* Assignment *
In the listing, some lines may hold the string "with"; report how many do, as a bare number.
= = =
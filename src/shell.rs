//! Project-root discovery and external-process execution, generalizing the
//! teacher's `cmd::command` (`QoveryCommand`/`CommandKiller`) into a smaller
//! surface scoped to what the module resolver and bundler need: find the
//! project root, and run a process to completion with a bounded timeout.

use std::io::{BufRead, BufReader};
use std::path::{Path, PathBuf};
use std::process::{Command, Stdio};
use std::time::{Duration, Instant};

use thiserror::Error;

use crate::errors::ConfigResolutionError;

pub const WINDSOR_PROJECT_ROOT_VAR: &str = "WINDSOR_PROJECT_ROOT";
pub const WINDSOR_CONTEXT_VAR: &str = "WINDSOR_CONTEXT";

/// Marker file identifying a directory as a Windsor project root, the same
/// role a `.git` directory plays for git.
const PROJECT_MARKER_DIR: &str = ".windsor";

#[derive(Debug, Error)]
pub enum ShellError {
    #[error("failed to spawn `{program}`: {source}")]
    Spawn {
        program: String,
        #[source]
        source: std::io::Error,
    },

    #[error("`{program}` exited with status {status}: {stderr}")]
    ExitStatus {
        program: String,
        status: std::process::ExitStatus,
        stderr: String,
    },

    #[error("`{program}` timed out after {elapsed:?}")]
    Timeout { program: String, elapsed: Duration },
}

/// Project-root discovery plus external-process execution. Owns nothing
/// mutable; every method either reads the environment/filesystem or spawns a
/// subprocess.
#[derive(Clone, Debug)]
pub struct Shell {
    project_root: PathBuf,
}

impl Shell {
    pub fn new(project_root: PathBuf) -> Self {
        Shell { project_root }
    }

    /// Resolves the project root from `WINDSOR_PROJECT_ROOT`, falling back to
    /// walking up from the current directory looking for a `.windsor`
    /// marker directory.
    pub fn discover() -> Result<Self, ConfigResolutionError> {
        if let Ok(root) = std::env::var(WINDSOR_PROJECT_ROOT_VAR) {
            return Ok(Shell::new(PathBuf::from(root)));
        }

        let cwd = std::env::current_dir().map_err(|err| ConfigResolutionError::ProjectRootNotFound {
            reason: err.to_string(),
        })?;

        let mut candidate = cwd.as_path();
        loop {
            if candidate.join(PROJECT_MARKER_DIR).is_dir() {
                return Ok(Shell::new(candidate.to_path_buf()));
            }
            match candidate.parent() {
                Some(parent) => candidate = parent,
                None => {
                    return Err(ConfigResolutionError::ProjectRootNotFound {
                        reason: format!("no `{PROJECT_MARKER_DIR}` directory found above {}", cwd.display()),
                    });
                }
            }
        }
    }

    /// Resolves the current context name from `WINDSOR_CONTEXT`, falling
    /// back to the caller-supplied stored default.
    pub fn current_context(stored_default: Option<&str>) -> Result<String, ConfigResolutionError> {
        match std::env::var(WINDSOR_CONTEXT_VAR) {
            Ok(value) if !value.is_empty() => Ok(value),
            _ => stored_default.map(str::to_string).ok_or(ConfigResolutionError::MissingKey {
                key: WINDSOR_CONTEXT_VAR.to_string(),
            }),
        }
    }

    pub fn project_root(&self) -> &Path {
        &self.project_root
    }

    /// Runs `program` to completion, returning captured stdout. Stderr is
    /// captured only to annotate a non-zero exit or timeout.
    pub fn exec(
        &self,
        program: &str,
        args: &[&str],
        cwd: Option<&Path>,
        timeout: Option<Duration>,
    ) -> Result<String, ShellError> {
        debug!("running `{} {}`", program, args.join(" "));

        let mut command = Command::new(program);
        command.args(args).stdout(Stdio::piped()).stderr(Stdio::piped());
        if let Some(dir) = cwd.or(Some(self.project_root.as_path())) {
            command.current_dir(dir);
        }

        let mut child = command.spawn().map_err(|source| ShellError::Spawn {
            program: program.to_string(),
            source,
        })?;

        let stdout = child.stdout.take().expect("stdout was piped");
        let stderr = child.stderr.take().expect("stderr was piped");
        let stdout_lines = std::thread::spawn(move || read_all_lines(stdout));
        let stderr_lines = std::thread::spawn(move || read_all_lines(stderr));

        let start = Instant::now();
        let status = loop {
            if let Some(status) = child.try_wait().map_err(|source| ShellError::Spawn {
                program: program.to_string(),
                source,
            })? {
                break status;
            }

            if let Some(timeout) = timeout {
                if start.elapsed() >= timeout {
                    let _ = child.kill();
                    let _ = child.wait();
                    return Err(ShellError::Timeout {
                        program: program.to_string(),
                        elapsed: start.elapsed(),
                    });
                }
            }

            std::thread::sleep(Duration::from_millis(25));
        };

        let stdout_text = stdout_lines.join().unwrap_or_default().join("\n");
        let stderr_text = stderr_lines.join().unwrap_or_default().join("\n");

        if !status.success() {
            return Err(ShellError::ExitStatus {
                program: program.to_string(),
                status,
                stderr: stderr_text,
            });
        }

        Ok(stdout_text)
    }
}

fn read_all_lines(reader: impl std::io::Read) -> Vec<String> {
    BufReader::new(reader).lines().map_while(Result::ok).collect()
}

#[cfg(test)]
mod tests {
    use super::*;

    #[test]
    fn discovers_project_root_from_env_var() {
        // SAFETY: this test owns the process-wide env var for its duration;
        // cargo test runs each test in its own thread but env vars are
        // process-global, so this test avoids asserting on another test's
        // view of WINDSOR_PROJECT_ROOT by only reading it back immediately.
        let dir = tempfile::tempdir().unwrap();
        unsafe {
            std::env::set_var(WINDSOR_PROJECT_ROOT_VAR, dir.path());
        }
        let shell = Shell::discover().unwrap();
        assert_eq!(shell.project_root(), dir.path());
        unsafe {
            std::env::remove_var(WINDSOR_PROJECT_ROOT_VAR);
        }
    }

    #[test]
    fn exec_captures_stdout() {
        let shell = Shell::new(std::env::temp_dir());
        let output = shell.exec("echo", &["hello"], None, None).unwrap();
        assert_eq!(output.trim(), "hello");
    }

    #[test]
    fn exec_surfaces_non_zero_exit() {
        let shell = Shell::new(std::env::temp_dir());
        let err = shell.exec("false", &[], None, None).unwrap_err();
        assert!(matches!(err, ShellError::ExitStatus { .. }));
    }
}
= = =
* Problem solution *
2